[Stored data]
....................
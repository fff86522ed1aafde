//! Streaming Transport
//!
//! The session lifecycle only needs a frame-oriented, bidirectional channel.
//! [`WsTransport`] adapts an Axum WebSocket to that shape; tests drive
//! sessions through an in-memory implementation instead.

use async_trait::async_trait;
use axum::extract::ws::{CloseFrame, Message as WsMessage, WebSocket};
use thiserror::Error;

/// Errors surfaced by a transport
#[derive(Debug, Error, Clone, PartialEq, Eq)]
pub enum TransportError {
    /// Peer went away or the transport was closed locally
    #[error("Transport closed")]
    Closed,

    /// Peer sent something that is not a text frame
    #[error("Protocol error: {0}")]
    Protocol(String),
}

/// A bidirectional text-frame channel for one connection
#[async_trait]
pub trait Transport: Send {
    /// Wait for the next inbound text frame
    ///
    /// Must be cancel-safe: dropping the future must not lose a frame.
    async fn read_frame(&mut self) -> Result<String, TransportError>;

    /// Write one text frame
    async fn write_frame(&mut self, payload: String) -> Result<(), TransportError>;

    /// Close the transport; later reads and writes fail
    async fn close(&mut self);
}

/// Close code sent when the upgrade credential has expired
pub const CLOSE_TOKEN_EXPIRED: u16 = 4001;
/// Close code sent when the upgrade credential is missing or invalid
pub const CLOSE_TOKEN_INVALID: u16 = 4002;

/// Transport over an upgraded Axum WebSocket
pub struct WsTransport {
    socket: WebSocket,
    closed: bool,
}

impl WsTransport {
    pub fn new(socket: WebSocket) -> Self {
        Self {
            socket,
            closed: false,
        }
    }

    /// Send a close frame with an application close code
    pub async fn close_with(&mut self, code: u16, reason: &str) {
        if self.closed {
            return;
        }
        self.closed = true;

        let frame = CloseFrame {
            code,
            reason: reason.to_string().into(),
        };
        let _ = self.socket.send(WsMessage::Close(Some(frame))).await;
    }
}

#[async_trait]
impl Transport for WsTransport {
    async fn read_frame(&mut self) -> Result<String, TransportError> {
        if self.closed {
            return Err(TransportError::Closed);
        }

        loop {
            match self.socket.recv().await {
                Some(Ok(WsMessage::Text(text))) => return Ok(text),
                Some(Ok(WsMessage::Binary(bytes))) => {
                    return String::from_utf8(bytes).map_err(|_| {
                        TransportError::Protocol("Binary frames must be UTF-8 JSON".to_string())
                    });
                }
                // Axum answers pings automatically
                Some(Ok(WsMessage::Ping(_))) | Some(Ok(WsMessage::Pong(_))) => continue,
                Some(Ok(WsMessage::Close(_))) | None => return Err(TransportError::Closed),
                Some(Err(e)) => return Err(TransportError::Protocol(e.to_string())),
            }
        }
    }

    async fn write_frame(&mut self, payload: String) -> Result<(), TransportError> {
        if self.closed {
            return Err(TransportError::Closed);
        }

        self.socket
            .send(WsMessage::Text(payload))
            .await
            .map_err(|_| TransportError::Closed)
    }

    async fn close(&mut self) {
        if self.closed {
            return;
        }
        self.closed = true;
        let _ = self.socket.send(WsMessage::Close(None)).await;
    }
}
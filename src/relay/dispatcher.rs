//! Dispatcher
//!
//! Single sink for persisted messages. Producers hand messages to a bounded
//! intake queue through a [`DispatchHandle`]; one task drains the queue and
//! fans each message out to a snapshot of its room's members.
//!
//! One queue and one consumer keep per-room delivery order equal to the
//! order in which `dispatch` was called. A member that cannot take a frame
//! is treated as dead: it is closed, deregistered, and delivery carries on
//! with the rest of the room.

use std::sync::Arc;
use thiserror::Error;
use tokio::sync::mpsc;
use tokio::task::JoinHandle;

use super::frames::ServerFrame;
use super::registry::RoomRegistry;
use crate::store::Message;

/// Default capacity of the intake queue
pub const DEFAULT_INTAKE_CAPACITY: usize = 256;

/// Errors returned to producers
#[derive(Debug, Error)]
pub enum DispatchError {
    #[error("Dispatcher is not running")]
    Closed,
}

/// Outcome of fanning out one message
#[derive(Debug, Default, Clone, Copy, PartialEq, Eq)]
pub struct FanOut {
    /// Members that accepted the frame
    pub delivered: usize,
    /// Members removed because they could not accept it
    pub pruned: usize,
}

/// Producer side of the dispatcher
#[derive(Debug, Clone)]
pub struct DispatchHandle {
    intake: mpsc::Sender<Message>,
}

impl DispatchHandle {
    /// Hand a persisted message to the dispatcher
    ///
    /// Waits while the intake queue is full.
    pub async fn dispatch(&self, message: Message) -> Result<(), DispatchError> {
        self.intake
            .send(message)
            .await
            .map_err(|_| DispatchError::Closed)
    }

    /// Whether the dispatcher task has stopped
    pub fn is_closed(&self) -> bool {
        self.intake.is_closed()
    }
}

/// Consumer side: owns the intake queue and a reference to the registry
pub struct Dispatcher {
    registry: Arc<RoomRegistry>,
    intake: mpsc::Receiver<Message>,
}

impl Dispatcher {
    /// Start the dispatcher task
    ///
    /// The task runs until every [`DispatchHandle`] has been dropped.
    pub fn spawn(registry: Arc<RoomRegistry>, capacity: usize) -> (DispatchHandle, JoinHandle<()>) {
        let (tx, rx) = mpsc::channel(capacity.max(1));
        let dispatcher = Self {
            registry,
            intake: rx,
        };

        let task = tokio::spawn(dispatcher.run());
        (DispatchHandle { intake: tx }, task)
    }

    async fn run(mut self) {
        tracing::info!("Dispatcher started");

        while let Some(message) = self.intake.recv().await {
            fan_out(&self.registry, message).await;
        }

        tracing::info!("Dispatcher stopped");
    }
}

/// Deliver one message to the current members of its room
///
/// The member snapshot is taken once, so connections registered after this
/// call starts never see the message and connections already removed never
/// receive it.
pub async fn fan_out(registry: &RoomRegistry, message: Message) -> FanOut {
    let room = message.room.clone();
    let message_id = message.id;

    let members = registry.members_of(&room).await;
    if members.is_empty() {
        tracing::debug!(room = %room, message_id, "No live connections, skipping fan-out");
        return FanOut::default();
    }

    let frame = Arc::new(ServerFrame::Message(message));
    let mut outcome = FanOut::default();

    for member in members {
        match member.try_deliver(Arc::clone(&frame)) {
            Ok(()) => outcome.delivered += 1,
            Err(e) => {
                tracing::warn!(
                    connection_id = %member.id(),
                    room = %room,
                    error = %e,
                    "Delivery failed, removing connection"
                );
                member.close();
                registry.deregister(&room, &member.id()).await;
                outcome.pruned += 1;
            }
        }
    }

    tracing::debug!(
        room = %room,
        message_id,
        delivered = outcome.delivered,
        pruned = outcome.pruned,
        "Message fanned out"
    );
    outcome
}
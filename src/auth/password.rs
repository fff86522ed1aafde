//! Argon2id password hashing.

use argon2::{
    password_hash::{rand_core::OsRng, PasswordHash, PasswordHasher, PasswordVerifier, SaltString},
    Argon2,
};

use super::AuthError;

/// Hash a password with Argon2id and a random salt.
pub fn hash_password(password: &str) -> Result<String, AuthError> {
    let salt = SaltString::generate(&mut OsRng);
    let hash = Argon2::default()
        .hash_password(password.as_bytes(), &salt)
        .map_err(|e| AuthError::Hashing(e.to_string()))?;
    Ok(hash.to_string())
}

/// Verify a password against a stored Argon2id hash.
pub fn verify_password(password: &str, hash: &str) -> Result<bool, AuthError> {
    let parsed = PasswordHash::new(hash).map_err(|e| AuthError::Hashing(e.to_string()))?;
    Ok(Argon2::default()
        .verify_password(password.as_bytes(), &parsed)
        .is_ok())
}
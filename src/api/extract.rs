//! Request extractors
//!
//! Credentials are read from the `Authorization: Bearer` header first and
//! the `jwt_token` cookie second.

use async_trait::async_trait;
use axum::{
    extract::FromRequestParts,
    http::{header, request::Parts, HeaderMap},
};
use std::sync::Arc;

use crate::api::{ApiError, AppState};
use crate::auth::IdentityVerifier;

/// Cookie carrying the session token
pub const AUTH_COOKIE: &str = "jwt_token";

/// Authenticated caller of an HTTP handler
#[derive(Debug, Clone)]
pub struct AuthUser {
    pub username: String,
}

#[async_trait]
impl FromRequestParts<Arc<AppState>> for AuthUser {
    type Rejection = ApiError;

    async fn from_request_parts(
        parts: &mut Parts,
        state: &Arc<AppState>,
    ) -> Result<Self, Self::Rejection> {
        let token = credential_from_headers(&parts.headers)
            .ok_or_else(|| ApiError::Unauthorized("missing credential".to_string()))?;
        let username = state.auth.verify(&token)?;
        Ok(AuthUser { username })
    }
}

/// Find a token in the request headers
pub fn credential_from_headers(headers: &HeaderMap) -> Option<String> {
    bearer_token(headers).or_else(|| cookie_token(headers))
}

fn bearer_token(headers: &HeaderMap) -> Option<String> {
    let value = headers.get(header::AUTHORIZATION)?.to_str().ok()?;
    let token = value.strip_prefix("Bearer ")?.trim();
    (!token.is_empty()).then(|| token.to_string())
}

fn cookie_token(headers: &HeaderMap) -> Option<String> {
    headers
        .get_all(header::COOKIE)
        .iter()
        .filter_map(|value| value.to_str().ok())
        .flat_map(|value| value.split(';'))
        .filter_map(|pair| pair.trim().split_once('='))
        .find(|(name, value)| *name == AUTH_COOKIE && !value.is_empty())
        .map(|(_, value)| value.to_string())
}

/// `Set-Cookie` value storing `token` for `max_age` seconds
pub fn auth_cookie(token: &str, max_age: i64, secure: bool) -> String {
    let mut cookie = format!(
        "{}={}; Max-Age={}; Path=/; HttpOnly; SameSite=Lax",
        AUTH_COOKIE, token, max_age
    );
    if secure {
        cookie.push_str("; Secure");
    }
    cookie
}

/// `Set-Cookie` value clearing the auth cookie
pub fn clear_auth_cookie(secure: bool) -> String {
    auth_cookie("", 0, secure)
}

#[cfg(test)]
mod tests {
    use super::*;
    use axum::http::HeaderValue;

    #[test]
    fn test_bearer_wins_over_cookie() {
        let mut headers = HeaderMap::new();
        headers.insert(header::AUTHORIZATION, HeaderValue::from_static("Bearer abc"));
        headers.insert(header::COOKIE, HeaderValue::from_static("jwt_token=xyz"));

        assert_eq!(credential_from_headers(&headers).as_deref(), Some("abc"));
    }

    #[test]
    fn test_cookie_among_others() {
        let mut headers = HeaderMap::new();
        headers.insert(
            header::COOKIE,
            HeaderValue::from_static("theme=dark; jwt_token=xyz; lang=en"),
        );

        assert_eq!(credential_from_headers(&headers).as_deref(), Some("xyz"));
    }

    #[test]
    fn test_missing_or_empty_credential() {
        let mut headers = HeaderMap::new();
        assert_eq!(credential_from_headers(&headers), None);

        headers.insert(header::AUTHORIZATION, HeaderValue::from_static("Basic abc"));
        headers.insert(header::COOKIE, HeaderValue::from_static("jwt_token="));
        assert_eq!(credential_from_headers(&headers), None);
    }

    #[test]
    fn test_cookie_values() {
        let cookie = auth_cookie("tok", 3600, false);
        assert_eq!(cookie, "jwt_token=tok; Max-Age=3600; Path=/; HttpOnly; SameSite=Lax");

        assert!(clear_auth_cookie(true).starts_with("jwt_token=; Max-Age=0"));
        assert!(clear_auth_cookie(true).ends_with("; Secure"));
    }
}
//! Core data types for the Roomcast store
//!
//! - `RoomId`: Validated room name used as the partition key for messages and connections
//! - `NewMessage` / `Message`: A chat message before and after persistence
//! - `Room` and `User`: Records backing the HTTP API

use chrono::{DateTime, Utc};
use serde::{Deserialize, Serialize};
use std::fmt;

use super::error::StoreError;

/// Maximum length of a room name
pub const MAX_ROOM_NAME_LEN: usize = 64;

/// Maximum length of a message body in bytes
pub const MAX_BODY_LEN: usize = 4096;

/// Identifier of a room
///
/// Room names are slugs: 1-64 characters of lowercase ASCII letters,
/// digits, `-` and `_`. The name doubles as the room's primary key.
#[derive(Debug, Clone, PartialEq, Eq, Hash, PartialOrd, Ord, Serialize, Deserialize)]
#[serde(transparent)]
pub struct RoomId(String);

impl RoomId {
    /// Parse and validate a room name
    pub fn parse(name: impl Into<String>) -> Result<Self, StoreError> {
        let name = name.into();

        if name.is_empty() || name.len() > MAX_ROOM_NAME_LEN {
            return Err(StoreError::InvalidName(format!(
                "room name must be 1-{} characters",
                MAX_ROOM_NAME_LEN
            )));
        }

        let valid = name
            .bytes()
            .all(|b| b.is_ascii_lowercase() || b.is_ascii_digit() || b == b'-' || b == b'_');
        if !valid {
            return Err(StoreError::InvalidName(format!(
                "room name '{}' may only contain a-z, 0-9, '-' and '_'",
                name
            )));
        }

        Ok(Self(name))
    }

    /// Borrow the room name
    pub fn as_str(&self) -> &str {
        &self.0
    }
}

impl fmt::Display for RoomId {
    fn fmt(&self, f: &mut fmt::Formatter<'_>) -> fmt::Result {
        f.write_str(&self.0)
    }
}

/// A message that has not been persisted yet
#[derive(Debug, Clone, PartialEq)]
pub struct NewMessage {
    /// Display name of the author
    pub author: String,
    /// Message text
    pub body: String,
    /// Room the message was posted to
    pub room: RoomId,
    /// Creation time, set when the message is built
    pub created_at: DateTime<Utc>,
}

impl NewMessage {
    /// Create a new message stamped with the current time
    pub fn new(room: RoomId, author: impl Into<String>, body: impl Into<String>) -> Self {
        Self {
            author: author.into(),
            body: body.into(),
            room,
            created_at: now_millis(),
        }
    }

    /// Attach the store-assigned id, producing the persisted form
    pub fn into_message(self, id: i64) -> Message {
        Message {
            id,
            author: self.author,
            body: self.body,
            room: self.room,
            created_at: self.created_at,
        }
    }
}

/// A persisted chat message
///
/// This is the delivery unit written to streaming connections.
#[derive(Debug, Clone, PartialEq, Serialize, Deserialize)]
pub struct Message {
    /// Store-assigned id, increasing in insertion order
    pub id: i64,
    /// Display name of the author
    pub author: String,
    /// Message text
    pub body: String,
    /// Room the message belongs to
    pub room: RoomId,
    /// When the message was created
    pub created_at: DateTime<Utc>,
}

/// A chat room
#[derive(Debug, Clone, PartialEq, Serialize, Deserialize)]
pub struct Room {
    pub name: RoomId,
    pub created_at: DateTime<Utc>,
}

/// A registered user account
#[derive(Debug, Clone)]
pub struct User {
    pub id: i64,
    pub username: String,
    /// Argon2 PHC string
    pub password_hash: String,
    pub created_at: DateTime<Utc>,
}

/// Current time truncated to the millisecond precision stored on disk
pub fn now_millis() -> DateTime<Utc> {
    let now = Utc::now();
    DateTime::from_timestamp_millis(now.timestamp_millis()).unwrap_or(now)
}

/// Validate a username for signup
pub fn validate_username(username: &str) -> Result<(), StoreError> {
    if username.len() < 3 || username.len() > 32 {
        return Err(StoreError::InvalidName(
            "username must be 3-32 characters".to_string(),
        ));
    }

    let valid = username
        .bytes()
        .all(|b| b.is_ascii_alphanumeric() || b == b'_' || b == b'.' || b == b'-');
    if !valid {
        return Err(StoreError::InvalidName(format!(
            "username '{}' may only contain letters, digits, '_', '.' and '-'",
            username
        )));
    }

    Ok(())
}
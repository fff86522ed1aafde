//! Room Registry
//!
//! Tracks which live connections belong to which room. The map is the only
//! shared mutable structure in the relay: it is mutated through
//! [`RoomRegistry::register`] / [`RoomRegistry::deregister`] and read through
//! [`RoomRegistry::members_of`], which hands out an owned snapshot. The lock is
//! only held for the map operation itself, never while writing to a
//! connection.

use std::collections::HashMap;
use std::fmt;
use std::sync::Arc;
use thiserror::Error;
use tokio::sync::{mpsc, Notify, RwLock};
use uuid::Uuid;

use super::frames::ServerFrame;
use crate::store::RoomId;

/// Unique identifier for a streaming connection
#[derive(Debug, Clone, Copy, PartialEq, Eq, Hash)]
pub struct ConnectionId(Uuid);

impl ConnectionId {
    pub fn new() -> Self {
        Self(Uuid::new_v4())
    }
}

impl Default for ConnectionId {
    fn default() -> Self {
        Self::new()
    }
}

impl fmt::Display for ConnectionId {
    fn fmt(&self, f: &mut fmt::Formatter<'_>) -> fmt::Result {
        fmt::Display::fmt(&self.0, f)
    }
}

/// Configuration for the room registry
#[derive(Debug, Clone)]
pub struct RegistryConfig {
    /// Maximum number of concurrent connections across all rooms
    pub max_connections: usize,
}

impl Default for RegistryConfig {
    fn default() -> Self {
        Self {
            max_connections: 1000,
        }
    }
}

/// Why a frame could not be handed to a connection
#[derive(Debug, Error, PartialEq, Eq)]
pub enum DeliveryError {
    #[error("connection outbound queue is full")]
    Full,

    #[error("connection is closed")]
    Closed,
}

/// Registry-side handle for one connection
///
/// Cheap to clone. Frames pushed through [`ConnectionHandle::try_deliver`]
/// land in a bounded queue drained by the connection's session task;
/// [`ConnectionHandle::close`] asks that task to shut the transport down.
#[derive(Debug, Clone)]
pub struct ConnectionHandle {
    id: ConnectionId,
    room: RoomId,
    author: String,
    outbound: mpsc::Sender<Arc<ServerFrame>>,
    close_signal: Arc<Notify>,
}

/// Session-side end of a connection: the outbound queue and the close signal
#[derive(Debug)]
pub struct ConnectionInbox {
    frames: mpsc::Receiver<Arc<ServerFrame>>,
    close_signal: Arc<Notify>,
}

impl ConnectionHandle {
    /// Create a handle bound to `room` with an outbound queue of `buffer` frames
    pub fn new(room: RoomId, author: impl Into<String>, buffer: usize) -> (Self, ConnectionInbox) {
        let (tx, rx) = mpsc::channel(buffer.max(1));
        let close_signal = Arc::new(Notify::new());

        let handle = Self {
            id: ConnectionId::new(),
            room,
            author: author.into(),
            outbound: tx,
            close_signal: Arc::clone(&close_signal),
        };
        let inbox = ConnectionInbox {
            frames: rx,
            close_signal,
        };

        (handle, inbox)
    }

    pub fn id(&self) -> ConnectionId {
        self.id
    }

    pub fn room(&self) -> &RoomId {
        &self.room
    }

    pub fn author(&self) -> &str {
        &self.author
    }

    /// Queue a frame without waiting
    pub fn try_deliver(&self, frame: Arc<ServerFrame>) -> Result<(), DeliveryError> {
        self.outbound.try_send(frame).map_err(|e| match e {
            mpsc::error::TrySendError::Full(_) => DeliveryError::Full,
            mpsc::error::TrySendError::Closed(_) => DeliveryError::Closed,
        })
    }

    /// Ask the owning session to close its transport
    pub fn close(&self) {
        self.close_signal.notify_one();
    }

    /// Whether the session side has gone away
    pub fn is_closed(&self) -> bool {
        self.outbound.is_closed()
    }
}

impl ConnectionInbox {
    /// Next queued frame
    pub async fn recv(&mut self) -> Option<Arc<ServerFrame>> {
        self.frames.recv().await
    }

    /// Next queued frame, if one is ready
    pub fn try_recv(&mut self) -> Option<Arc<ServerFrame>> {
        self.frames.try_recv().ok()
    }

    /// Resolves once [`ConnectionHandle::close`] has been called
    pub async fn closed(&self) {
        self.close_signal.notified().await;
    }

    /// The close signal, for waiting on it while the queue is borrowed
    pub fn close_signal(&self) -> Arc<Notify> {
        Arc::clone(&self.close_signal)
    }
}

/// Errors that can occur when registering a connection
#[derive(Debug, Error, PartialEq, Eq)]
pub enum RegistryError {
    #[error("Too many connections (limit: {0})")]
    TooManyConnections(usize),

    #[error("Connection is bound to room '{bound}', not '{requested}'")]
    RoomMismatch { bound: RoomId, requested: RoomId },
}

#[derive(Default)]
struct RegistryInner {
    /// Room → (ConnectionId → handle)
    rooms: HashMap<RoomId, HashMap<ConnectionId, ConnectionHandle>>,
    /// Total connections across all rooms
    total: usize,
}

/// Concurrency-safe room → connection-set mapping
pub struct RoomRegistry {
    inner: RwLock<RegistryInner>,
    config: RegistryConfig,
}

impl RoomRegistry {
    pub fn new(config: RegistryConfig) -> Self {
        Self {
            inner: RwLock::new(RegistryInner::default()),
            config,
        }
    }

    /// Add a connection to a room's member set
    ///
    /// Registering the same connection again replaces the existing entry.
    pub async fn register(
        &self,
        room: &RoomId,
        connection: ConnectionHandle,
    ) -> Result<(), RegistryError> {
        if connection.room() != room {
            return Err(RegistryError::RoomMismatch {
                bound: connection.room().clone(),
                requested: room.clone(),
            });
        }

        let id = connection.id();
        let mut inner = self.inner.write().await;

        let already_present = inner
            .rooms
            .get(room)
            .map(|members| members.contains_key(&id))
            .unwrap_or(false);

        if !already_present && inner.total >= self.config.max_connections {
            return Err(RegistryError::TooManyConnections(self.config.max_connections));
        }

        inner
            .rooms
            .entry(room.clone())
            .or_default()
            .insert(id, connection);
        if !already_present {
            inner.total += 1;
        }

        tracing::info!(connection_id = %id, room = %room, "Connection registered");
        Ok(())
    }

    /// Remove a connection from a room's member set
    ///
    /// Returns whether the connection was present. Absence is not an error:
    /// a session and the dispatcher may both try to remove the same member.
    pub async fn deregister(&self, room: &RoomId, id: &ConnectionId) -> bool {
        let mut inner = self.inner.write().await;

        let removed = match inner.rooms.get_mut(room) {
            Some(members) => {
                let removed = members.remove(id).is_some();
                if members.is_empty() {
                    inner.rooms.remove(room);
                }
                removed
            }
            None => false,
        };

        if removed {
            inner.total -= 1;
            tracing::info!(connection_id = %id, room = %room, "Connection deregistered");
        }
        removed
    }

    /// Snapshot of a room's current members
    ///
    /// Unknown rooms yield an empty snapshot.
    pub async fn members_of(&self, room: &RoomId) -> Vec<ConnectionHandle> {
        self.inner
            .read()
            .await
            .rooms
            .get(room)
            .map(|members| members.values().cloned().collect())
            .unwrap_or_default()
    }

    /// Number of connections in a room
    pub async fn room_size(&self, room: &RoomId) -> usize {
        self.inner
            .read()
            .await
            .rooms
            .get(room)
            .map(|members| members.len())
            .unwrap_or(0)
    }

    /// Total live connections
    pub async fn connection_count(&self) -> usize {
        self.inner.read().await.total
    }

    /// Rooms with at least one live connection
    pub async fn room_count(&self) -> usize {
        self.inner.read().await.rooms.len()
    }

    /// Close every connection and clear the map
    pub async fn shutdown(&self) {
        let drained = {
            let mut inner = self.inner.write().await;
            inner.total = 0;
            std::mem::take(&mut inner.rooms)
        };

        let mut closed = 0;
        for connection in drained.into_values().flat_map(|members| members.into_values()) {
            connection.close();
            closed += 1;
        }

        tracing::info!(connections = closed, "Room registry shut down");
    }
}

impl Default for RoomRegistry {
    fn default() -> Self {
        Self::new(RegistryConfig::default())
    }
}
//! Store error types
//!
//! Defines all errors that can occur in the persistence layer.

use thiserror::Error;

/// Errors that can occur in the store
#[derive(Error, Debug)]
pub enum StoreError {
    /// The database could not be reached or the statement failed
    #[error("Store unavailable: {0}")]
    Unavailable(String),

    /// Requested room does not exist
    #[error("Room not found: {0}")]
    RoomNotFound(String),

    /// A unique name (room or username) is already taken
    #[error("Already exists: {0}")]
    Conflict(String),

    /// A room name or username failed validation
    #[error("Invalid name: {0}")]
    InvalidName(String),

    /// IO operation failed
    #[error("IO error: {0}")]
    Io(#[from] std::io::Error),
}

impl From<rusqlite::Error> for StoreError {
    fn from(err: rusqlite::Error) -> Self {
        StoreError::Unavailable(err.to_string())
    }
}

impl From<tokio::task::JoinError> for StoreError {
    fn from(err: tokio::task::JoinError) -> Self {
        StoreError::Unavailable(format!("store task failed: {}", err))
    }
}

/// Result type alias for store operations
pub type StoreResult<T> = Result<T, StoreError>;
....................
• _Task description_
State the number of lines in the records that contain the string "types", and nothing more.

• _Written reply_
2